Death of Kings by Bernard Cornwell

Death of Kings by Bernard Cornwell

Author:Bernard Cornwell
Language: eng
Format: epub, mobi
Publisher: HarperCollins US
Published: 2011-12-31T16:00:00+00:00


Eight

Alfred was buried.

The burial took five hours of praying, chanting, weeping, and preaching. The old king had been placed in an elm coffin painted with scenes from the lives of the saints, while the lid depicted a surprised-looking Christ ascending into heaven. A splinter of the true cross was placed in the dead king’s hands and his head was pillowed by a gospel book. The elm coffin was sheathed in a lead box, which in turn was enclosed by a third casket, this one of cedar and carved with pictures of saints defying death. One saint was being burned, though the flames could not touch her, a second was being tortured yet was smiling forgiveness on her hapless tormentors, while a third was being pierced by spears and still was preaching. The whole cumbersome coffin was carried down to the crypt of the old church, where it was sealed in a stone chamber where Alfred rested until the new church was finished, and then he was carried to the vault where he still lies. I remember Steapa weeping like a child. Beocca was in tears. Even Plegmund, that stern archbishop, was crying as he preached. He talked of Jacob’s ladder, which appeared in a dream described in the Christian scriptures, and Jacob, as he lay on his stony pillow beneath the ladder, heard the voice of God. “The land on which you lie shall be given to your children and to their children’s children,” Plegmund’s voice broke as he read the words, “and your children shall be like the dust of the earth and they shall spread abroad to the west and to the east and to the north and to the south, and by you and your children shall all the families of the world bless themselves.”

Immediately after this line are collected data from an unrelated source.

//! Data point loading and schema normalization
//!
//! SWE-bench records in the wild encode `FAIL_TO_PASS` / `PASS_TO_PASS`
//! either as native JSON arrays or as strings containing a serialized
//! array. Loading resolves both shapes into `Vec<String>` exactly once;
//! nothing downstream ever sees the ambiguous form.

use serde::{Deserialize, Serialize};
use serde_json::{Map, Value};
use std::path::Path;

use crate::error::ValidationError;

/// Wire name of the fail-to-pass test list.
pub const FAIL_TO_PASS: &str = "FAIL_TO_PASS";
/// Wire name of the pass-to-pass test list.
pub const PASS_TO_PASS: &str = "PASS_TO_PASS";

const REQUIRED_FIELDS: [&str; 4] = ["repo", "base_commit", "patch", "instance_id"];

/// One normalized software-repair task record.
///
/// Serializing a `DataPoint` reproduces the full source payload with the
/// test lists in canonical array form; fields beyond the typed ones pass
/// through untouched via `extra` (the harness consumes several of them,
/// e.g. `test_patch` and `environment_setup_commit`).
#[derive(Debug, Clone, PartialEq, Serialize, Deserialize)]
pub struct DataPoint {
    pub instance_id: String,
    pub repo: String,
    pub base_commit: String,
    pub patch: String,
    #[serde(rename = "FAIL_TO_PASS")]
    pub fail_to_pass: Vec<String>,
    #[serde(rename = "PASS_TO_PASS")]
    pub pass_to_pass: Vec<String>,
    #[serde(flatten)]
    pub extra: Map<String, Value>,
}

impl DataPoint {
    /// Load and normalize a single data point JSON file.
    pub fn load(path: &Path) -> Result<Self, ValidationError> {
        let content =
            std::fs::read_to_string(path).map_err(|e| ValidationError::io(path, e))?;
        Self::from_json(&content, path)
    }

    /// Normalize raw JSON content into a data point.
    ///
    /// `path` is only used for error reporting.
    pub fn from_json(content: &str, path: &Path) -> Result<Self, ValidationError> {
        let payload: Value =
            serde_json::from_str(content).map_err(|e| ValidationError::MalformedInput {
                path: path.to_path_buf(),
                reason: e.to_string(),
            })?;
        let Value::Object(mut payload) = payload else {
            return Err(ValidationError::MalformedInput {
                path: path.to_path_buf(),
                reason: "expected a JSON object".to_string(),
            });
        };

        for field in REQUIRED_FIELDS {
            ensure_present(&payload, field, path)?;
        }

        let repo = take_string(&mut payload, "repo");
        let base_commit = take_string(&mut payload, "base_commit");
        let patch = take_string(&mut payload, "patch");
        let instance_id = take_string(&mut payload, "instance_id");

        let fail_to_pass = normalize_test_list(payload.remove(FAIL_TO_PASS), FAIL_TO_PASS, path)?;
        let pass_to_pass = normalize_test_list(payload.remove(PASS_TO_PASS), PASS_TO_PASS, path)?;

        Ok(Self {
            instance_id,
            repo,
            base_commit,
            patch,
            fail_to_pass,
            pass_to_pass,
            extra: payload,
        })
    }
}

fn ensure_present(
    payload: &Map<String, Value>,
    field: &str,
    path: &Path,
) -> Result<(), ValidationError> {
    match payload.get(field) {
        None | Some(Value::Null) => Err(ValidationError::missing_field(field, path)),
        Some(Value::String(s)) if s.is_empty() => Err(ValidationError::missing_field(field, path)),
        Some(_) => Ok(()),
    }
}

/// Presence was checked up front, so the removal cannot miss; non-string
/// scalars are carried through their JSON rendering.
fn take_string(payload: &mut Map<String, Value>, field: &str) -> String {
    match payload.remove(field) {
        Some(Value::String(s)) => s,
        Some(other) => other.to_string(),
        None => String::new(),
    }
}

/// Normalize a `FAIL_TO_PASS` / `PASS_TO_PASS` value to a list of test names.
///
/// Accepts a native list or a string that itself deserializes to a list.
fn normalize_test_list(
    raw: Option<Value>,
    field: &str,
    path: &Path,
) -> Result<Vec<String>, ValidationError> {
    match raw {
        None | Some(Value::Null) => Err(ValidationError::missing_field(field, path)),
        Some(Value::Array(items)) => Ok(items.iter().map(element_to_string).collect()),
        Some(Value::String(s)) => match serde_json::from_str::<Value>(&s) {
            Ok(Value::Array(items)) => Ok(items.iter().map(element_to_string).collect()),
            _ => Err(ValidationError::InvalidFieldType {
                field: field.to_string(),
                path: path.to_path_buf(),
            }),
        },
        Some(_) => Err(ValidationError::InvalidFieldType {
            field: field.to_string(),
            path: path.to_path_buf(),
        }),
    }
}

fn element_to_string(value: &Value) -> String {
    match value {
        Value::String(s) => s.clone(),
        other => other.to_string(),
    }
}

#[cfg(test)]
mod tests {
    use super::*;
    use serde_json::json;
    use std::path::PathBuf;

    fn fixture_path() -> PathBuf {
        PathBuf::from("dp/sample.json")
    }

    fn sample_payload() -> Value {
        json!({
            "instance_id": "astropy__astropy-12907",
            "repo": "astropy/astropy",
            "base_commit": "d16bfe05a744909de4b27f5875fe0d4ed41ce607",
            "patch": "diff --git a/astropy/modeling/separable.py b/astropy/modeling/separable.py\n",
            "FAIL_TO_PASS": ["test_separable[compound_model6-result6]"],
            "PASS_TO_PASS": ["test_coord_matrix", "test_cdot"],
            "test_patch": "diff --git a/astropy/modeling/tests/test_separable.py\n",
            "version": "4.3"
        })
    }

    fn load(payload: &Value) -> Result<DataPoint, ValidationError> {
        DataPoint::from_json(&payload.to_string(), &fixture_path())
    }

    #[test]
    fn test_load_native_lists() {
        let dp = load(&sample_payload()).unwrap();
        assert_eq!(dp.instance_id, "astropy__astropy-12907");
        assert_eq!(dp.repo, "astropy/astropy");
        assert_eq!(
            dp.fail_to_pass,
            vec!["test_separable[compound_model6-result6]"]
        );
        assert_eq!(dp.pass_to_pass, vec!["test_coord_matrix", "test_cdot"]);
    }

    #[test]
    fn test_load_json_string_lists() {
        let mut payload = sample_payload();
        payload["FAIL_TO_PASS"] = json!(r#"["a", "b"]"#);
        payload["PASS_TO_PASS"] = json!("[]");

        let dp = load(&payload).unwrap();
        assert_eq!(dp.fail_to_pass, vec!["a", "b"]);
        assert!(dp.pass_to_pass.is_empty());
    }

    #[test]
    fn test_list_elements_coerced_to_strings() {
        let mut payload = sample_payload();
        payload["FAIL_TO_PASS"] = json!([1, true, "a"]);

        let dp = load(&payload).unwrap();
        assert_eq!(dp.fail_to_pass, vec!["1", "true", "a"]);
    }

    #[test]
    fn test_non_json_string_list_is_invalid_field_type() {
        let mut payload = sample_payload();
        payload["FAIL_TO_PASS"] = json!("not json");

        let err = load(&payload).unwrap_err();
        assert!(matches!(
            err,
            ValidationError::InvalidFieldType { ref field, .. } if field == FAIL_TO_PASS
        ));
    }

    #[test]
    fn test_string_encoding_non_list_is_invalid_field_type() {
        let mut payload = sample_payload();
        payload["PASS_TO_PASS"] = json!(r#"{"a": 1}"#);

        let err = load(&payload).unwrap_err();
        assert!(matches!(
            err,
            ValidationError::InvalidFieldType { ref field, .. } if field == PASS_TO_PASS
        ));
    }

    #[test]
    fn test_null_list_is_missing_field() {
        let mut payload = sample_payload();
        payload["FAIL_TO_PASS"] = Value::Null;

        let err = load(&payload).unwrap_err();
        assert!(matches!(
            err,
            ValidationError::MissingField { ref field, .. } if field == FAIL_TO_PASS
        ));
    }

    #[test]
    fn test_absent_list_is_missing_field() {
        let mut payload = sample_payload();
        payload.as_object_mut().unwrap().remove(PASS_TO_PASS);

        let err = load(&payload).unwrap_err();
        assert!(matches!(
            err,
            ValidationError::MissingField { ref field, .. } if field == PASS_TO_PASS
        ));
    }

    #[test]
    fn test_missing_patch_regardless_of_other_fields() {
        let mut payload = sample_payload();
        payload.as_object_mut().unwrap().remove("patch");
        payload["FAIL_TO_PASS"] = json!("not json");

        let err = load(&payload).unwrap_err();
        assert!(matches!(
            err,
            ValidationError::MissingField { ref field, .. } if field == "patch"
        ));
    }

    #[test]
    fn test_empty_string_field_is_missing() {
        let mut payload = sample_payload();
        payload["base_commit"] = json!("");

        let err = load(&payload).unwrap_err();
        assert!(matches!(
            err,
            ValidationError::MissingField { ref field, .. } if field == "base_commit"
        ));
    }

    #[test]
    fn test_malformed_json() {
        let err = DataPoint::from_json("{not json", &fixture_path()).unwrap_err();
        assert!(matches!(err, ValidationError::MalformedInput { .. }));
    }

    #[test]
    fn test_non_object_payload_is_malformed() {
        let err = DataPoint::from_json("[1, 2, 3]", &fixture_path()).unwrap_err();
        assert!(matches!(err, ValidationError::MalformedInput { .. }));
    }

    #[test]
    fn test_extra_fields_preserved() {
        let dp = load(&sample_payload()).unwrap();
        assert_eq!(dp.extra["version"], json!("4.3"));
        assert!(dp.extra["test_patch"].as_str().unwrap().starts_with("diff"));

        let serialized = serde_json::to_value(&dp).unwrap();
        assert_eq!(serialized["version"], json!("4.3"));
        assert_eq!(serialized["FAIL_TO_PASS"], sample_payload()["FAIL_TO_PASS"]);
    }

    #[test]
    fn test_normalization_is_idempotent() {
        let mut payload = sample_payload();
        payload["FAIL_TO_PASS"] = json!(r#"["a", "b"]"#);
        let first = load(&payload).unwrap();

        let reencoded = serde_json::to_string(&first).unwrap();
        let second = DataPoint::from_json(&reencoded, &fixture_path()).unwrap();
        assert_eq!(first, second);
    }
}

“Jacob’s dream was Alfred’s dream.” Plegmund’s voice was hoarse by this point in his long sermon. “And Alfred now lies here, in this place, and this land shall be given to his children and to his children’s children till the day of judgment itself! And not just this land! Alfred dreamed that we Saxons should spread the light of the gospel through all Britain, and all other lands, until every voice on earth is lifted in praise of God Almighty.”

I remember smiling to myself. I stood at the back of the old church, watching the smoke from the incense burners swirl around the gilded rafters, and it amused me that Plegmund believed that we Saxons should spread like the dust of the earth to the north, south, east, and west. We would be lucky if we kept what land we had, let alone spread, but the congregation was moved by Plegmund’s words. “The pagans press upon us,” Plegmund declared, “they persecute us! Yet we shall preach to them and we shall pray for them, and we shall see them bow their knee to Almighty God and then Alfred’s dream will come true and there shall be rejoicing in heaven! God will preserve us!”